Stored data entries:

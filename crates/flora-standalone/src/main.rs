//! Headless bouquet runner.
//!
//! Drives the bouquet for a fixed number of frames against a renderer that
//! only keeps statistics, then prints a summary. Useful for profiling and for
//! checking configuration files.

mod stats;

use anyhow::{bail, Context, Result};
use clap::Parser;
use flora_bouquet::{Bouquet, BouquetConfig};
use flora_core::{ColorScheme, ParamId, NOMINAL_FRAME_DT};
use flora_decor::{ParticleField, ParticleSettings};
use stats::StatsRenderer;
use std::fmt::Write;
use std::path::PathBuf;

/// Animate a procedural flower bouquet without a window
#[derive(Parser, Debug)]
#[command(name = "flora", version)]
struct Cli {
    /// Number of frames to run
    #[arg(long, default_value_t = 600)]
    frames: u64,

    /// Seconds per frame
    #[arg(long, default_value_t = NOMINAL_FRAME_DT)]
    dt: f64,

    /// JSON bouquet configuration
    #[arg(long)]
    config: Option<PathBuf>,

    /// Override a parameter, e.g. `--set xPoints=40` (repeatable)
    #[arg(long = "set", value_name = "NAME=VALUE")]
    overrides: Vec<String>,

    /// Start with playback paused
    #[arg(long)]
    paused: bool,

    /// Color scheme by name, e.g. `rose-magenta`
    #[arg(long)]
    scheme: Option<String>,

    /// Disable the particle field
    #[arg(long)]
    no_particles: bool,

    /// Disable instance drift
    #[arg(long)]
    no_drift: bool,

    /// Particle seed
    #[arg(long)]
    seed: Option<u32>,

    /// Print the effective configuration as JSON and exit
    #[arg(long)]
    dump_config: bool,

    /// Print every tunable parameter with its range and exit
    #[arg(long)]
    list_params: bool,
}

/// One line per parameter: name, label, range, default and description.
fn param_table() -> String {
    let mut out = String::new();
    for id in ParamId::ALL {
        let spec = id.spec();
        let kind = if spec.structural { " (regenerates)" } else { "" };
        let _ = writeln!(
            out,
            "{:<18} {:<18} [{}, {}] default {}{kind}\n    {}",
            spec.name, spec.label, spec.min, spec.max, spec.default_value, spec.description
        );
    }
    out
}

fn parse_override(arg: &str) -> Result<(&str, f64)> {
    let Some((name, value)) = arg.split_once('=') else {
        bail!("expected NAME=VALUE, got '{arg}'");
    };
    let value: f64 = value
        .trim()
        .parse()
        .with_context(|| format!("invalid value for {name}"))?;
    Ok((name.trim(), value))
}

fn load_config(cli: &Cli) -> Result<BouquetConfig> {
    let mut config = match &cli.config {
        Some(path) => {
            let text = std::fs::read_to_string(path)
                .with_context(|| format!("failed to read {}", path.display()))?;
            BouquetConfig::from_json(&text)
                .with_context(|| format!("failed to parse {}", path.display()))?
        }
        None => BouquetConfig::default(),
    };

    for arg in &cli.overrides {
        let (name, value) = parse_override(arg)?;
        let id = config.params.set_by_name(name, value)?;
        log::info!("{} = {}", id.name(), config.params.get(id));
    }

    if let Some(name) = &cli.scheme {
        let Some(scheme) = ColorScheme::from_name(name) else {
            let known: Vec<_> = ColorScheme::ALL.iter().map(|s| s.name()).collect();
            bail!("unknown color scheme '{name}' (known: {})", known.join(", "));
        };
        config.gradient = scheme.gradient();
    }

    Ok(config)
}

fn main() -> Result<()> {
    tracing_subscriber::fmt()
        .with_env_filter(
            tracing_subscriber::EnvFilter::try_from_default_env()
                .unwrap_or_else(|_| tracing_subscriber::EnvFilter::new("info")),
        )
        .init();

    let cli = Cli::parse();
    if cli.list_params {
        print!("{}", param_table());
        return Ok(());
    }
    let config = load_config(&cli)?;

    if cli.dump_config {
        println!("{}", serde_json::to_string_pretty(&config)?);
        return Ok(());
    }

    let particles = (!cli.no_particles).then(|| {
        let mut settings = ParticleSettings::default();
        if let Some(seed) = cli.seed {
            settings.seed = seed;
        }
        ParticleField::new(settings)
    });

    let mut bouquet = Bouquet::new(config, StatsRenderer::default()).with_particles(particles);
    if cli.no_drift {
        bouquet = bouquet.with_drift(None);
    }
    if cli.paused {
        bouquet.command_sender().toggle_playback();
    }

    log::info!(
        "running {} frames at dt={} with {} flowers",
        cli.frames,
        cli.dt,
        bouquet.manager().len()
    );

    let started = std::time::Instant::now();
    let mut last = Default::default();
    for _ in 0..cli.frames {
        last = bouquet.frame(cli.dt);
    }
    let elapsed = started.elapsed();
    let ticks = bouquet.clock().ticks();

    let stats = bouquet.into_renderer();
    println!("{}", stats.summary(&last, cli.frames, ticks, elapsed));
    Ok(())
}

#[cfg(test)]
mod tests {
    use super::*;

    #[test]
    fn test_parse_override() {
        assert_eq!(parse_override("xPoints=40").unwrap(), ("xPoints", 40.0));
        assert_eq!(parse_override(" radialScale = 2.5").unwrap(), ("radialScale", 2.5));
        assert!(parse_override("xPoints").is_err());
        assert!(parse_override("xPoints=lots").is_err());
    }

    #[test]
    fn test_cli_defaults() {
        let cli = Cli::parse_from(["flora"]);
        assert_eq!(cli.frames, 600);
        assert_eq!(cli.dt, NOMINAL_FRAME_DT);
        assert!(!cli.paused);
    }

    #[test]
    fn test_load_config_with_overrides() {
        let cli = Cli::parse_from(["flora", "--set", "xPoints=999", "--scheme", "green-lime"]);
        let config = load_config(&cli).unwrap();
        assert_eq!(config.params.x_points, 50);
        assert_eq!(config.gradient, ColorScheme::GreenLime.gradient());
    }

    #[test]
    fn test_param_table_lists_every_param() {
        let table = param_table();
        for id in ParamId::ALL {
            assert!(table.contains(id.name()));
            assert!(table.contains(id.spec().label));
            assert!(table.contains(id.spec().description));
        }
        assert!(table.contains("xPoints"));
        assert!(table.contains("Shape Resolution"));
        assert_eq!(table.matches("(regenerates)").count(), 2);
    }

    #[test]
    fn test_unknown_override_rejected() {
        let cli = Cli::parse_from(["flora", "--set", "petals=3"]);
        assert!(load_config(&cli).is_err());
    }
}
==
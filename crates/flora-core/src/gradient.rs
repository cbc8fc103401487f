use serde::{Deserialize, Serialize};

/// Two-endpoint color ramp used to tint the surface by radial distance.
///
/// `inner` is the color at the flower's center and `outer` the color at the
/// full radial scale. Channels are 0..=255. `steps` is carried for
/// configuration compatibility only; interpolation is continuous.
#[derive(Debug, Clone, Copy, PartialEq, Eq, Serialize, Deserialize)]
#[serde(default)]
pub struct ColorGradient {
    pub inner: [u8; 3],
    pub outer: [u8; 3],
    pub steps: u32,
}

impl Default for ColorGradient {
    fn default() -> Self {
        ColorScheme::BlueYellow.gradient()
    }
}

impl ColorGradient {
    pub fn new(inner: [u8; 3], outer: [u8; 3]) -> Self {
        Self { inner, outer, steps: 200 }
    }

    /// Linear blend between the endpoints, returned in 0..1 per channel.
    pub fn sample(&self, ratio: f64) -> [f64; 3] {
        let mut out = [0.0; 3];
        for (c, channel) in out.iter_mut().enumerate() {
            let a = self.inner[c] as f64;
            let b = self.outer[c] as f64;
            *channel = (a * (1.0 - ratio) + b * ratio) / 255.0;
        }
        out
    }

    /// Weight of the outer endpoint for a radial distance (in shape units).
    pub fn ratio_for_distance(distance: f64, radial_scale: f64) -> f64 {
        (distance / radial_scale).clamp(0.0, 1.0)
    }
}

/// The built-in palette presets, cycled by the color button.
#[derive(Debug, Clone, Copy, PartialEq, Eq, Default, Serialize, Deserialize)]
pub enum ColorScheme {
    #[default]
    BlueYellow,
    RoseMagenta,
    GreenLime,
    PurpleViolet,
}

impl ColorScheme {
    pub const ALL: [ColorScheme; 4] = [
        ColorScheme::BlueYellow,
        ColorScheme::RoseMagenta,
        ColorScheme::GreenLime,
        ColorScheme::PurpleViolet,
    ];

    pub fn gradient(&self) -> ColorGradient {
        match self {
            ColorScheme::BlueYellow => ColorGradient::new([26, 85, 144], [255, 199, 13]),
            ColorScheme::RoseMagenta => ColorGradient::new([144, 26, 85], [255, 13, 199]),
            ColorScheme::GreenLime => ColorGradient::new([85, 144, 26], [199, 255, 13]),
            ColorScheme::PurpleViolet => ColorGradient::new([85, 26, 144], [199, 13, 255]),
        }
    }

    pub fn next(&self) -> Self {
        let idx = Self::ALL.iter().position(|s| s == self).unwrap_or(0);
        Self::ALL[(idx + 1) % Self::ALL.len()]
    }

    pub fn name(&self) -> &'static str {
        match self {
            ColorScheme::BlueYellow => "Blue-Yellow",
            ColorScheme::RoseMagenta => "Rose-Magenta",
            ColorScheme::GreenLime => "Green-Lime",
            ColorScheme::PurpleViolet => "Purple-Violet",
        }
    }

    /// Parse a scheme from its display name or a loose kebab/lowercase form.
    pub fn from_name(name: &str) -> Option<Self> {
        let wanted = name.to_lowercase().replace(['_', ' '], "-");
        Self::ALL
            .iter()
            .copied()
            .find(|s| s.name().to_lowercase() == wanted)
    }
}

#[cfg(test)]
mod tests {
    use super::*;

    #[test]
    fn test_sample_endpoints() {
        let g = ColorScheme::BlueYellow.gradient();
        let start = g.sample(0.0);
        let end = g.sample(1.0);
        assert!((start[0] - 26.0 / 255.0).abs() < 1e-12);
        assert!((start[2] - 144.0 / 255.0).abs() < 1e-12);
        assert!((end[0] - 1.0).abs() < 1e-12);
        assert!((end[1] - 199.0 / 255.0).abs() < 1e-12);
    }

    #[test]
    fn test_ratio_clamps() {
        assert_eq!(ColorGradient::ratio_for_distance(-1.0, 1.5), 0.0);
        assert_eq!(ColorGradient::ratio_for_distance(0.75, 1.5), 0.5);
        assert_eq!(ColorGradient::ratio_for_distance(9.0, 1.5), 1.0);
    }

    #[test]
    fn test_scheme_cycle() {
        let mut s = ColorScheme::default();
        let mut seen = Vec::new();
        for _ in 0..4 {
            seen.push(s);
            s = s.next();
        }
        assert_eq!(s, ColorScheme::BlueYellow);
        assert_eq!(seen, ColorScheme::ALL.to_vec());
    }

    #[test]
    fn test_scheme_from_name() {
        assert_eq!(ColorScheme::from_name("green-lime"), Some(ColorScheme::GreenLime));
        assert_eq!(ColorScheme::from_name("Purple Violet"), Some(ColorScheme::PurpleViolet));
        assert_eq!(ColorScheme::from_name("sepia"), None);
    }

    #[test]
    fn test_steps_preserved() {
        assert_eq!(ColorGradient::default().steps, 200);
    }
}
--
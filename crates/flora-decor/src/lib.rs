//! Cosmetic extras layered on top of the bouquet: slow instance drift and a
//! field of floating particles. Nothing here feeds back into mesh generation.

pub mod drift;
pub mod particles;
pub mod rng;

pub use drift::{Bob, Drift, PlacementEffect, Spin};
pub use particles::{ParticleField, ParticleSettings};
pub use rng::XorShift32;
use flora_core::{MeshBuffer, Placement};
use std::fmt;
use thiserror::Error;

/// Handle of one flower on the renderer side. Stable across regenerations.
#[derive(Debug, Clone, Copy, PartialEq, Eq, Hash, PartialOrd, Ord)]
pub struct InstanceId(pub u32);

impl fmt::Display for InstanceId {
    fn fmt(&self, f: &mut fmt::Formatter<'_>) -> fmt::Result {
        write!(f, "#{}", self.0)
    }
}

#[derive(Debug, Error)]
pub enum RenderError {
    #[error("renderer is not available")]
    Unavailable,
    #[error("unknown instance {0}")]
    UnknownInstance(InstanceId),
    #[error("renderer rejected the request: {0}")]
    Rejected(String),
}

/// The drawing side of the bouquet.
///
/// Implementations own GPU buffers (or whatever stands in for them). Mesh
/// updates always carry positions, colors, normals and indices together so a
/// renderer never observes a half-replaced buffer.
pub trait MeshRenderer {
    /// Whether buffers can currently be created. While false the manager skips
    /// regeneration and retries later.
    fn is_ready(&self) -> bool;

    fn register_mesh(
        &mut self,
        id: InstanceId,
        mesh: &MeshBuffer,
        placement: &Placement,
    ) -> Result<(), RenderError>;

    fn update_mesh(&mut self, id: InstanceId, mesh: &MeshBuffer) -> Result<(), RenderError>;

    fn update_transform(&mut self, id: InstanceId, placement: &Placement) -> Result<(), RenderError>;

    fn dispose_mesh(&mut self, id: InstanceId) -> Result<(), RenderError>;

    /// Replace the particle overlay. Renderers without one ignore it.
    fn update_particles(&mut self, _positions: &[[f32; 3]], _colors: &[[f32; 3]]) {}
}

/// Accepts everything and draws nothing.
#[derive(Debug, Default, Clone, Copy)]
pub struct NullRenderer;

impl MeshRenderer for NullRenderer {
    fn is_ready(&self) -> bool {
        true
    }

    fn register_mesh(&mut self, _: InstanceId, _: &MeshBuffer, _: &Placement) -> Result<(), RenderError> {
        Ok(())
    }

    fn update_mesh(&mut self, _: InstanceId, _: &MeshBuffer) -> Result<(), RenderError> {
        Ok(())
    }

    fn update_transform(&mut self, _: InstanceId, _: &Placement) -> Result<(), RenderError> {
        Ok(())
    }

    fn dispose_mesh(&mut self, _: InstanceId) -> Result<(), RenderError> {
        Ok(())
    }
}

• Problem requirements:
Report each line of the data that includes the string "Parser".

• Output for this task:
use clap::Parser;
#[derive(Parser, Debug)]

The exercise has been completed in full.